Data to examine section start
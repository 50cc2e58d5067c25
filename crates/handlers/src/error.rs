//! Handler error types.

use thiserror::Error;

/// Errors raised by handler dispatch and execution.
#[derive(Debug, Error)]
pub enum HandlerError {
    /// No handler registered under the tag.
    #[error("unknown handler type '{0}'")]
    UnknownKind(String),

    /// The raw opts do not deserialize into the handler's option type.
    #[error("invalid opts for '{0}'")]
    InvalidOpts(String),

    /// Save-time check failure, with the offending item named.
    #[error("{role} '{id}' in step '{step}': {source}")]
    Check {
        role: &'static str,
        id: String,
        step: String,
        #[source]
        source: Box<HandlerError>,
    },

    /// Transport-level HTTP failure.
    #[error("request failed: {0}")]
    Http(#[from] reqwest::Error),

    /// The remote answered with a non-success status.
    #[error("{url} returned status {status}")]
    Status { status: u16, url: String },

    /// Handler-specific failure.
    #[error("{0}")]
    Failed(String),
}
//! Shared stepflow documents.
//!
//! Everything the server and the handler layer exchange lives here:
//! - [`process`]: the editable step definitions
//! - [`runtime`]: execution state, one document per started process
//! - [`validate`]: structural validation for both
//! - [`time`]: the millisecond-epoch time source

pub mod process;
pub mod runtime;
pub mod time;
pub mod validate;

pub use process::{ActionSpec, ConditionSpec, Note, Opts, Process, ResponseSpec, Step};
pub use runtime::{LogEntry, Runtime, StepResult, Task};
pub use time::{now_ms, plausible_ms, MIN_EPOCH_MS};
pub use validate::{validate_process, validate_runtime, ValidationError};
//! Outbound webhook action.

use std::collections::HashMap;

use async_trait::async_trait;
use reqwest::{Client, Method};
use serde::Deserialize;
use serde_json::Value;
use tracing::debug;

use stepflow_model::{Opts, Runtime};

use crate::device::ensure_success;
use crate::error::HandlerError;
use crate::registry::{parse_opts, ActionHandler};

#[derive(Debug, Deserialize)]
struct WebhookOpts {
    url: String,
    #[serde(default = "default_method")]
    method: String,
    #[serde(default)]
    headers: HashMap<String, String>,
    #[serde(default)]
    body: Option<Value>,
}

fn default_method() -> String {
    "POST".to_string()
}

/// Fires an HTTP request at an arbitrary endpoint when the step is entered.
pub struct Webhook {
    client: Client,
}

impl Webhook {
    pub fn new(client: Client) -> Self {
        Self { client }
    }
}

#[async_trait]
impl ActionHandler for Webhook {
    fn kind(&self) -> &'static str {
        "Webhook"
    }

    fn validate(&self, opts: &Opts) -> bool {
        match parse_opts::<WebhookOpts>(self.kind(), opts) {
            Ok(opts) => opts.method.parse::<Method>().is_ok(),
            Err(_) => false,
        }
    }

    async fn run(&self, opts: &Opts, _runtime: &mut Runtime) -> Result<(), HandlerError> {
        let opts: WebhookOpts = parse_opts(self.kind(), opts)?;
        let method = opts
            .method
            .parse::<Method>()
            .map_err(|_| HandlerError::Failed(format!("invalid method '{}'", opts.method)))?;

        debug!(method = %method, url = %opts.url, "firing webhook");
        let mut request = self.client.request(method, &opts.url);
        for (name, value) in &opts.headers {
            request = request.header(name, value);
        }
        if let Some(body) = &opts.body {
            request = request.json(body);
        }

        let response = request.send().await?;
        ensure_success(&opts.url, &response)
    }
}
Data to examine section end
Your objective: From the records above, copy every line that holds the word "reqwest".

Response for this exercise:
    Http(#[from] reqwest::Error),
use reqwest::{Client, Method};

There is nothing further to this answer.